When agents run continuously, usage becomes difficult to forecast. A successful agent does more than generate text. It reasons, calls tools, executes workflows, and serves real users. As adoption grows, infrastructure spend grows with it.
We wanted teams to focus on building and scaling their agents, not worrying about whether next month’s AI bill would be 2x or 10x higher.
Oxlo.ai gives developers access to 35+ frontier AI models through a single OpenAI-compatible API and fixed monthly subscriptions.
Built with a privacy-first approach, we never train on your prompts or access your data for model training. Developers can also compare models side by side and calibrate responses by adjusting model parameters before moving applications and agents into production.

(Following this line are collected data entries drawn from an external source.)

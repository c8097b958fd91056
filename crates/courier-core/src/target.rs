use std::fmt;

use serde_json::{Map, Value};

/// Recipient class of an event kind.
#[derive(Clone, Copy, Debug, PartialEq, Eq, Hash)]
pub enum TargetClass {
    /// Every connection in the group is a target.
    ForAll,
    /// Only connections of the resolved recipient user.
    ForUser,
    /// Only the connection the event came from.
    ForInitiator,
    /// Decided by a named rule from the connection type's rule table.
    Custom(&'static str),
}

impl TargetClass {
    /// Whether a pass needs a resolved recipient before any hook runs.
    pub fn requires_recipient(&self) -> bool {
        matches!(self, Self::ForUser)
    }

    /// Whether lookup criteria are resolved into a target user.
    pub fn resolves_target(&self) -> bool {
        matches!(self, Self::ForUser | Self::Custom(_))
    }

    pub fn as_str(&self) -> &'static str {
        match self {
            Self::ForAll => "for_all",
            Self::ForUser => "for_user",
            Self::ForInitiator => "for_initiator",
            Self::Custom(name) => name,
        }
    }
}

impl fmt::Display for TargetClass {
    fn fmt(&self, f: &mut fmt::Formatter<'_>) -> fmt::Result {
        f.write_str(self.as_str())
    }
}

/// Payload key a lookup field is read from.
pub fn lookup_key(field: &str) -> String {
    format!("to_{field}")
}

/// Populated `(field, value)` pairs, in lookup-field order.
#[derive(Clone, Debug, Default, PartialEq)]
pub struct LookupCriteria(Vec<(String, Value)>);

impl LookupCriteria {
    /// Read `to_<field>` for each lookup field. Absent and null keys are
    /// skipped.
    pub fn extract<S: AsRef<str>>(payload: &Map<String, Value>, fields: &[S]) -> Self {
        let pairs = fields
            .iter()
            .filter_map(|field| {
                let field = field.as_ref();
                match payload.get(&lookup_key(field)) {
                    None | Some(Value::Null) => None,
                    Some(value) => Some((field.to_owned(), value.clone())),
                }
            })
            .collect();
        Self(pairs)
    }

    pub fn is_empty(&self) -> bool {
        self.0.is_empty()
    }

    pub fn get(&self, field: &str) -> Option<&Value> {
        self.0.iter().find(|(f, _)| f == field).map(|(_, v)| v)
    }

    pub fn iter(&self) -> impl Iterator<Item = (&str, &Value)> {
        self.0.iter().map(|(f, v)| (f.as_str(), v))
    }
}

impl FromIterator<(String, Value)> for LookupCriteria {
    fn from_iter<I: IntoIterator<Item = (String, Value)>>(iter: I) -> Self {
        Self(iter.into_iter().collect())
    }
}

Instead of charging for every token consumed, we absorb usage variability and infrastructure complexity to give teams a stable monthly bill while running AI agents in production.
💡 Who is it for?
Teams building AI agents, copilots, AI employees, workflow automations, customer support agents, internal tools, and AI-powered products that need reliable model access at scale.
⚡ Built for builders
• OpenAI-compatible API • 35+ frontier AI models • Unlimited tool calls • Fixed monthly subscriptions • Privacy-first infrastructure • Compare models and calibrate responses before deploying • Built for production AI applications and agents
🌍 Early traction
Over the past few months, Oxlo.ai has grown to more than 3,500 users across 100+ countries.
Over the same period, we’ve continuously refined the platform through more than 20 product updates spanning onboarding, reliability, model access, and developer experience.
🙏 We’d love your feedback
If you’re building AI agents or deploying AI into production, we’d love to hear how you’re thinking about infrastructure, privacy, costs, and scaling.
Me and the team will be around all day to answer questions.
Congrats on the launch! Predictable pricing is a refreshing approach. With OpenRouter, Together AI, and other model gateways already in the market, what has been the biggest reason customers choose Oxlo.ai instead of existing providers?
Routing across 35+ models to control cost is smart, the billing problem with AI is real and most teams find out too late.
One thing I'm curious about though, how does Oxlo handle output consistency when switching between models mid-workflow? Because the cost saving only works if the cheaper model returns outputs in the same structure the next step expects. A subtle difference in how DeepSeek vs GPT formats a JSON response can silently break a pipeline downstream.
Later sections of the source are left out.